If you do locate Gamma Hot Springs, you’ll probably be the only person there. The trek requires careful planning, route-finding expertise, and physical fitness. The path enters a remote area with no amenities at all.
#8. Baker Hot Springs
Baker Hot Springs in the Mount Baker-Snoqualmie National Forest can be the place for you if you’re not a fan of strenuous hiking trails. You can be confident that you’ll have a tranquil afternoon at this location. This is because the trail there is accessible to hikers of all ability levels and is less than a kilometer long.
By car, you can drive directly to the Baker Hot Springs Trailhead, making it simple to reach this hot spring location. But, keep in mind that this trail is not open in the winter. The springs are freely accessible to the general public and can easily accommodate five people. You can make a picnic in the forest out of your trip to the springs and turn it into a fun-filled day of activities. Even your dogs are welcome to join you and your companions on a pleasant forest walk.
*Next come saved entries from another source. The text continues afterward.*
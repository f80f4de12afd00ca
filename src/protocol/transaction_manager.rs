use crate::error::{JanusError, Result};
use crate::protocol::envelope::IncomingMessage;
use serde_json::Value;
use std::collections::HashMap;
use std::sync::{Arc, Mutex};
use std::time::Duration;
use tokio::sync::oneshot;
use uuid::Uuid;

/// Outcome delivered to the registered waiter: the full reply envelope on
/// success, the gateway-provided reason on `janus: "error"`.
pub type TransactionOutcome = std::result::Result<Value, JanusError>;

/// Correlates outbound requests with their direct replies.
///
/// Transaction identifiers are random 128-bit values, not counters: several
/// client instances may talk to the same gateway, and identifiers must not
/// collide across them. Each identifier maps to a single-resolution
/// completion handle; a transaction is resolved at most once, and completions
/// for unknown identifiers (late replies, duplicates, already timed out) are
/// dropped silently.
///
/// All operations are safe under arbitrary concurrent callers.
#[derive(Debug, Clone)]
pub struct TransactionManager {
    pending: Arc<Mutex<HashMap<String, oneshot::Sender<TransactionOutcome>>>>,
    max_pending: usize,
}

impl TransactionManager {
    pub fn new(max_pending: usize) -> Self {
        Self {
            pending: Arc::new(Mutex::new(HashMap::new())),
            max_pending,
        }
    }

    /// Generate a fresh transaction identifier.
    ///
    /// UUIDv4 with the hyphens stripped, matching the opaque short strings
    /// the gateway echoes back verbatim.
    pub fn create_transaction(&self) -> String {
        Uuid::new_v4().simple().to_string()
    }

    /// Register a completion handle for `transaction` and return the
    /// receiving side.
    ///
    /// Must be called BEFORE the request is sent: registration-first ordering
    /// is what closes the race where a fast reply arrives before the caller
    /// is ready for it.
    pub fn register(&self, transaction: &str) -> Result<oneshot::Receiver<TransactionOutcome>> {
        let mut pending = self.pending.lock().unwrap();

        if pending.len() >= self.max_pending {
            return Err(JanusError::PendingLimit {
                max: self.max_pending,
            });
        }

        if pending.contains_key(transaction) {
            return Err(JanusError::DuplicateTransaction(transaction.to_string()));
        }

        let (tx, rx) = oneshot::channel();
        pending.insert(transaction.to_string(), tx);
        Ok(rx)
    }

    /// Resolve the transaction named by `reply`, if it is still outstanding.
    ///
    /// Returns true when a waiter was resolved. An unknown identifier is a
    /// silent no-op; the waiter may have timed out and been reclaimed.
    pub fn complete(&self, transaction: &str, reply: &IncomingMessage) -> bool {
        let sender = self.pending.lock().unwrap().remove(transaction);

        match sender {
            Some(sender) => {
                let outcome = if reply.janus() == "error" {
                    let reason = reply.error_reason().unwrap_or("unknown error").to_string();
                    Err(JanusError::Gateway { reason })
                } else {
                    Ok(reply.value().clone())
                };
                // The waiter may have been dropped; that is not an error.
                let _ = sender.send(outcome);
                true
            }
            None => {
                log::debug!("Reply for unknown transaction '{}' dropped", transaction);
                false
            }
        }
    }

    /// Await the registered completion handle, bounded by `timeout`.
    ///
    /// On expiry the transaction is removed from the outstanding set so a
    /// very late reply cannot resurrect the abandoned call site.
    pub async fn wait_for_response(
        &self,
        transaction: &str,
        receiver: oneshot::Receiver<TransactionOutcome>,
        timeout: Duration,
    ) -> Result<Value> {
        match tokio::time::timeout(timeout, receiver).await {
            Ok(Ok(outcome)) => outcome,
            // Sender dropped without resolving: the map was cleared at
            // transport close.
            Ok(Err(_)) => Err(JanusError::TransportClosed),
            Err(_) => {
                self.pending.lock().unwrap().remove(transaction);
                Err(JanusError::Timeout {
                    transaction: transaction.to_string(),
                    elapsed: timeout,
                })
            }
        }
    }

    /// Abandon a single transaction without resolving it.
    pub fn forget(&self, transaction: &str) {
        self.pending.lock().unwrap().remove(transaction);
    }

    /// Fail every outstanding transaction with [`JanusError::TransportClosed`].
    ///
    /// Invoked when the transport closes so no waiter is left pending forever.
    pub fn fail_all(&self) -> usize {
        let drained: Vec<_> = {
            let mut pending = self.pending.lock().unwrap();
            pending.drain().collect()
        };
        let count = drained.len();
        for (_, sender) in drained {
            let _ = sender.send(Err(JanusError::TransportClosed));
        }
        count
    }

    pub fn pending_count(&self) -> usize {
        self.pending.lock().unwrap().len()
    }
}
#9. Sol Duc Hot Springs Resort
One of the most alluring hot springs resorts in Washington is the Sol Duc Hot Springs Resort in Olympic National Park. It has one sizable freshwater pool and three various mineral hot spring soaking pools, with the hottest reaching 104 degrees Fahrenheit. There are day permits, and all pools are open to overnight guests.
Furthermore, the resort is home to one of Olympic National Park‘s top campgrounds and offers a variety of overnight accommodations. This includes cabins and antique lodge rooms. Also, it provides access to well-known hikes in and near the Sol Duc Valley, such as the Sol Duc Waterfall Trail.
#10. Ohanapecosh Hot Springs
Ohanapecosh Hot Springs is the place for you if you’re willing to just bathe your feet or enjoy some warm water in the center of nature. Due to their diminutive size, the hot springs could go unnoticed. Although some visitors have referred to it as a brook, there are a few pools along the way where you can dip your toes.
Does Washington State Have Hot Springs?
Washington is popular for natural hot spring pools for soaking, just like many western states. Despite being dispersed throughout the state, the bulk of them lives in Washington’s western region. Take advantage of the thermal mineral water’s health benefits while unwinding in the Pacific Northwest.
Can We Bath in Hot Springs?
A wonderful natural skin detoxification method is to soak in hot springs. It can help soften rough or dry skin because of the high concentration of silica in the water. Also, it has been demonstrated that the sulfur springs’ mineral content can aid with psoriasis, acne, and eczema.
How Long Can You Sit in a Hot Springs?
Stick to 10- to 15-minute soaks with breaks in between to let your body temperature return to normal because the great heat can lead to dehydration, fainting, and even burns depending on the temperature.